Балуев оделся и ушел на водный переход.
На следующий день Безуглова попросила Павла Гавриловича оставить ее на строительстве. Балуев зачислил ее на курсы лаборантов, а потом она пришла к нему и сама рассказала все о себе беспощадно.
Мать — ткачиха Ярцевской ткацко–прядильной фабрики. Город взяли немцы. Мать болела брюшным тифом и не могла уйти. После обыска в доме больную изнасиловал эсесовец. Она подожгла немецкий склад и ушла к партизанам.

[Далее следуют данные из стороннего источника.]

/// Everything a resolved choice changed
#[derive(Debug, Clone, PartialEq, Serialize, Deserialize)]
pub struct DilemmaOutcome {
    pub choice: usize,
    pub text: String,
    pub freed: Vec<FreedBed>,
    pub mark_deceased: bool,
    /// Beds now holding crisis victims
    pub crisis_beds: Vec<BedId>,
    pub score_delta: i64,
    /// Some for gamble choices
    pub gamble_succeeded: Option<bool>,
}

#[derive(Debug, Clone, Default)]
pub struct DilemmaEngine {
    deck: DilemmaDeck,
    /// Index into the deck of the scenario awaiting a choice
    pending: Option<usize>,
}

impl DilemmaEngine {
    pub fn new(deck: DilemmaDeck) -> Self {
        Self { deck, pending: None }
    }

    pub fn deck(&self) -> &DilemmaDeck {
        &self.deck
    }

    pub fn pending(&self) -> Option<&DilemmaScenario> {
        self.pending.and_then(|i| self.deck.get(i))
    }

    pub fn is_eligible(&self, state: &ShiftState, config: &ShiftConfig) -> bool {
        self.pending.is_none()
            && !self.deck.is_empty()
            && !state.dilemma_active
            && !state.game_over
            && state.dilemma_count < config.max_dilemmas
    }

    /// Roll for a dilemma after a successful patient generation
    ///
    /// The roll is drawn even when ineligible so the random stream does not
    /// depend on dilemma state.
    pub fn roll<R: Rng + ?Sized>(
        &mut self,
        state: &mut ShiftState,
        config: &ShiftConfig,
        rng: &mut R,
    ) -> Option<&DilemmaScenario> {
        let roll: f64 = rng.gen();
        if roll < config.dilemma_chance {
            self.raise(state, config, rng)
        } else {
            None
        }
    }

    /// Raise a uniformly drawn scenario and pause the shift
    ///
    /// Returns None without touching state when not eligible.
    pub fn raise<R: Rng + ?Sized>(
        &mut self,
        state: &mut ShiftState,
        config: &ShiftConfig,
        rng: &mut R,
    ) -> Option<&DilemmaScenario> {
        if !self.is_eligible(state, config) {
            return None;
        }
        let index = rng.gen_range(0..self.deck.len());
        self.pending = Some(index);
        state.dilemma_active = true;
        state.paused = true;
        state.dilemma_count += 1;
        self.deck.get(index)
    }

    /// Drop a pending dilemma without applying any choice
    pub fn abandon(&mut self, state: &mut ShiftState) {
        if self.pending.take().is_some() {
            state.dilemma_active = false;
        }
    }

    /// Apply the player's choice and unpause
    ///
    /// An out-of-range choice is rejected and the dilemma stays pending.
    pub fn resolve<R: Rng + ?Sized>(
        &mut self,
        state: &mut ShiftState,
        choice: usize,
        now: SimTime,
        rng: &mut R,
    ) -> Result<DilemmaOutcome> {
        let scenario = self.pending().ok_or(TriageError::NoDilemmaActive)?;
        let selected = scenario.choices.get(choice).ok_or(TriageError::InvalidChoice {
            choice,
            available: scenario.choices.len(),
        })?;

        let (consequence, gamble_succeeded) = match &selected.effect {
            ChoiceEffect::Fixed(consequence) => (consequence.clone(), None),
            ChoiceEffect::Gamble {
                failure_chance,
                success,
                failure,
            } => {
                let roll: f64 = rng.gen();
                if roll > *failure_chance {
                    (success.clone(), Some(true))
                } else {
                    (failure.clone(), Some(false))
                }
            }
        };
        let text = selected.text.clone();

        let mark_deceased = consequence.release.map(|r| r.mark_deceased).unwrap_or(false);
        let freed = match consequence.release {
            Some(release) => free_beds(state, release, now),
            None => Vec::new(),
        };

        let mut crisis_beds = Vec::new();
        if consequence.admit_crisis_victims {
            for (i, freed_bed) in freed.iter().enumerate() {
                let occupancy = Occupancy {
                    patient: Patient::crisis_victim(i + 1, now),
                    staff: None,
                    assigned_priority: Priority::CRITICAL,
                    admitted_at: now,
                };
                if state.ward.admit(freed_bed.bed, occupancy).is_ok() {
                    crisis_beds.push(freed_bed.bed);
                }
            }
        }

        state.saved_count += consequence.saved;
        state.lost_count += consequence.lost;
        state.score += consequence.score;

        self.pending = None;
        state.dilemma_active = false;
        state.paused = false;

        Ok(DilemmaOutcome {
            choice,
            text,
            freed,
            mark_deceased,
            crisis_beds,
            score_delta: consequence.score,
            gamble_succeeded,
        })
    }
}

Там узнала, что беременна, хотела сделать выкидыш, но каратели все время преследовали отряд, и у нее не было даже нескольких часов, чтобы отлежаться. Потом оказалось поздно. Она родила девочку и с отвращением выкармливала ее. Когда город освободили, мать вернулась на фабрику. Здесь получила «похоронку» о муже — убит под Кенигсбергом. Мать была гордая женщина и, не желая ничего скрывать от людей, дала дочери имя Изольда. Но относилась к ней отчужденно, не могла перебороть в себе брезгливого чувства. Обидев, исступленно рыдала и тратила почти все деньги, чтобы хорошо ее одевать, кормить, будто стремилась искупить постоянную свою вину перед ребенком. А Изольда все время жила в ощущении вины перед матерью, да и перед всеми. Потом приехал друг мужа, бывший наладчик фабрики Федор Фомич Безуглов — Герой Советского Союза. Семья его вся погибла во время бомбежки города. Он часто заходил к матери Изольды, но никогда не разговаривал с девочкой, только молча смотрел на нее своими тяжелыми мрачными глазами.